(Stored items)
■ ■ ■ ■

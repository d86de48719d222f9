//! Rows handed to the batch insert builder.

use crate::error::{QueryError, QueryResult};
use crate::value::Value;
use serde::Deserialize;
use std::collections::BTreeMap;

/// One row to insert: column name → value.
///
/// Columns are looked up by the table's declaration order when the statement is
/// built; keys the table does not declare are ignored and missing ones bind
/// `NULL`.
#[derive(Debug, Clone, Default, PartialEq)]
pub struct RowUpdate {
    values: BTreeMap<String, Value>,
}

impl RowUpdate {
    pub fn new() -> Self {
        Self::default()
    }

    /// Chainable setter.
    pub fn set(mut self, column: impl Into<String>, value: impl Into<Value>) -> Self {
        self.values.insert(column.into(), value.into());
        self
    }

    pub fn insert(&mut self, column: impl Into<String>, value: impl Into<Value>) {
        self.values.insert(column.into(), value.into());
    }

    pub fn get(&self, column: &str) -> Option<&Value> {
        self.values.get(column)
    }

    pub fn len(&self) -> usize {
        self.values.len()
    }

    pub fn is_empty(&self) -> bool {
        self.values.is_empty()
    }

    /// Convert a JSON object of scalars.
    pub fn from_json(json: &serde_json::Value) -> QueryResult<Self> {
        let serde_json::Value::Object(map) = json else {
            return Err(QueryError::validation(format!(
                "expected a JSON object for a row, got {json}"
            )));
        };
        map.iter()
            .map(|(k, v)| {
                Value::try_from(v)
                    .map(|v| (k.clone(), v))
                    .map_err(|e| QueryError::validation(format!("column {k}: {e}")))
            })
            .collect()
    }
}

impl<K: Into<String>, V: Into<Value>> FromIterator<(K, V)> for RowUpdate {
    fn from_iter<I: IntoIterator<Item = (K, V)>>(iter: I) -> Self {
        Self {
            values: iter
                .into_iter()
                .map(|(k, v)| (k.into(), v.into()))
                .collect(),
        }
    }
}

/// A row of `current_transactions`.
#[derive(Debug, Clone, PartialEq, Eq, Deserialize)]
pub struct TransactionRow {
    pub timestamp: i64,
    pub round: String,
    #[serde(rename = "type")]
    pub kind: String,
}

impl From<TransactionRow> for RowUpdate {
    fn from(row: TransactionRow) -> Self {
        RowUpdate::new()
            .set("timestamp", row.timestamp)
            .set("round", row.round)
            .set("type", row.kind)
    }
}

/// A row of `current_network`.
#[derive(Debug, Clone, PartialEq, Deserialize)]
pub struct NetworkRow {
    pub timestamp: i64,
    pub difficulty: f64,
    pub hashrate: f64,
    pub height: i64,
    #[serde(rename = "type")]
    pub kind: String,
}

impl From<NetworkRow> for RowUpdate {
    fn from(row: NetworkRow) -> Self {
        RowUpdate::new()
            .set("timestamp", row.timestamp)
            .set("difficulty", row.difficulty)
            .set("hashrate", row.hashrate)
            .set("height", row.height)
            .set("type", row.kind)
    }
}

#[cfg(test)]
mod tests {
    use super::*;
    use serde_json::json;

    #[test]
    fn from_json_object() {
        let row = RowUpdate::from_json(&json!({
            "timestamp": 1,
            "difficulty": 1.5,
            "type": "primary",
            "note": null,
        }))
        .unwrap();
        assert_eq!(row.get("timestamp"), Some(&Value::Int(1)));
        assert_eq!(row.get("difficulty"), Some(&Value::Float(1.5)));
        assert_eq!(row.get("type"), Some(&Value::from("primary")));
        assert_eq!(row.get("note"), Some(&Value::Null));
        assert_eq!(row.len(), 4);
    }

    #[test]
    fn from_json_rejects_non_objects_and_nested_values() {
        assert!(RowUpdate::from_json(&json!([1, 2])).is_err());
        let err = RowUpdate::from_json(&json!({"type": {"a": 1}})).unwrap_err();
        assert!(err.to_string().contains("column type"));
    }

    #[test]
    fn typed_rows_convert() {
        let row: TransactionRow =
            serde_json::from_value(json!({"timestamp": 1, "round": "r1", "type": "primary"}))
                .unwrap();
        let update = RowUpdate::from(row);
        assert_eq!(update.get("type"), Some(&Value::from("primary")));

        let update = RowUpdate::from(NetworkRow {
            timestamp: 1,
            difficulty: 2.0,
            hashrate: 3.0,
            height: 4,
            kind: "auxiliary".into(),
        });
        assert_eq!(update.get("height"), Some(&Value::Int(4)));
        assert_eq!(update.get("hashrate"), Some(&Value::Float(3.0)));
    }

    #[test]
    fn collects_from_pairs() {
        let row: RowUpdate = [("a", 1), ("b", 2)].into_iter().collect();
        assert_eq!(row.len(), 2);
        assert!(!row.is_empty());
    }
}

■ ■ ■ ■

## What is required
Word for word, write out the entries above again.

## Task response
repository d86de48719d222f9
//! Rows handed to the batch insert builder.

use crate::error::{QueryError, QueryResult};
use crate::value::Value;
use serde::Deserialize;
use std::collections::BTreeMap;

/// One row to insert: column name → value.
///
/// Columns are looked up by the table's declaration order when the statement is
/// built; keys the table does not declare are ignored and missing ones bind
/// `NULL`.
#[derive(Debug, Clone, Default, PartialEq)]
pub struct RowUpdate {
    values: BTreeMap<String, Value>,
}

impl RowUpdate {
    pub fn new() -> Self {
        Self::default()
    }

    /// Chainable setter.
    pub fn set(mut self, column: impl Into<String>, value: impl Into<Value>) -> Self {
        self.values.insert(column.into(), value.into());
        self
    }

    pub fn insert(&mut self, column: impl Into<String>, value: impl Into<Value>) {
        self.values.insert(column.into(), value.into());
    }

    pub fn get(&self, column: &str) -> Option<&Value> {
        self.values.get(column)
    }

    pub fn len(&self) -> usize {
        self.values.len()
    }

    pub fn is_empty(&self) -> bool {
        self.values.is_empty()
    }

    /// Convert a JSON object of scalars.
    pub fn from_json(json: &serde_json::Value) -> QueryResult<Self> {
        let serde_json::Value::Object(map) = json else {
            return Err(QueryError::validation(format!(
                "expected a JSON object for a row, got {json}"
            )));
        };
        map.iter()
            .map(|(k, v)| {
                Value::try_from(v)
                    .map(|v| (k.clone(), v))
                    .map_err(|e| QueryError::validation(format!("column {k}: {e}")))
            })
            .collect()
    }
}

impl<K: Into<String>, V: Into<Value>> FromIterator<(K, V)> for RowUpdate {
    fn from_iter<I: IntoIterator<Item = (K, V)>>(iter: I) -> Self {
        Self {
            values: iter
                .into_iter()
                .map(|(k, v)| (k.into(), v.into()))
                .collect(),
        }
    }
}

/// A row of `current_transactions`.
#[derive(Debug, Clone, PartialEq, Eq, Deserialize)]
pub struct TransactionRow {
    pub timestamp: i64,
    pub round: String,
    #[serde(rename = "type")]
    pub kind: String,
}

impl From<TransactionRow> for RowUpdate {
    fn from(row: TransactionRow) -> Self {
        RowUpdate::new()
            .set("timestamp", row.timestamp)
            .set("round", row.round)
            .set("type", row.kind)
    }
}

/// A row of `current_network`.
#[derive(Debug, Clone, PartialEq, Deserialize)]
pub struct NetworkRow {
    pub timestamp: i64,
    pub difficulty: f64,
    pub hashrate: f64,
    pub height: i64,
    #[serde(rename = "type")]
    pub kind: String,
}

impl From<NetworkRow> for RowUpdate {
    fn from(row: NetworkRow) -> Self {
        RowUpdate::new()
            .set("timestamp", row.timestamp)
            .set("difficulty", row.difficulty)
            .set("hashrate", row.hashrate)
            .set("height", row.height)
            .set("type", row.kind)
    }
}

#[cfg(test)]
mod tests {
    use super::*;
    use serde_json::json;

    #[test]
    fn from_json_object() {
        let row = RowUpdate::from_json(&json!({
            "timestamp": 1,
            "difficulty": 1.5,
            "type": "primary",
            "note": null,
        }))
        .unwrap();
        assert_eq!(row.get("timestamp"), Some(&Value::Int(1)));
        assert_eq!(row.get("difficulty"), Some(&Value::Float(1.5)));
        assert_eq!(row.get("type"), Some(&Value::from("primary")));
        assert_eq!(row.get("note"), Some(&Value::Null));
        assert_eq!(row.len(), 4);
    }

    #[test]
    fn from_json_rejects_non_objects_and_nested_values() {
        assert!(RowUpdate::from_json(&json!([1, 2])).is_err());
        let err = RowUpdate::from_json(&json!({"type": {"a": 1}})).unwrap_err();
        assert!(err.to_string().contains("column type"));
    }

    #[test]
    fn typed_rows_convert() {
        let row: TransactionRow =
            serde_json::from_value(json!({"timestamp": 1, "round": "r1", "type": "primary"}))
                .unwrap();
        let update = RowUpdate::from(row);
        assert_eq!(update.get("type"), Some(&Value::from("primary")));

        let update = RowUpdate::from(NetworkRow {
            timestamp: 1,
            difficulty: 2.0,
            hashrate: 3.0,
            height: 4,
            kind: "auxiliary".into(),
        });
        assert_eq!(update.get("height"), Some(&Value::Int(4)));
        assert_eq!(update.get("hashrate"), Some(&Value::Float(3.0)));
    }

    #[test]
    fn collects_from_pairs() {
        let row: RowUpdate = [("a", 1), ("b", 2)].into_iter().collect();
        assert_eq!(row.len(), 2);
        assert!(!row.is_empty());
    }
}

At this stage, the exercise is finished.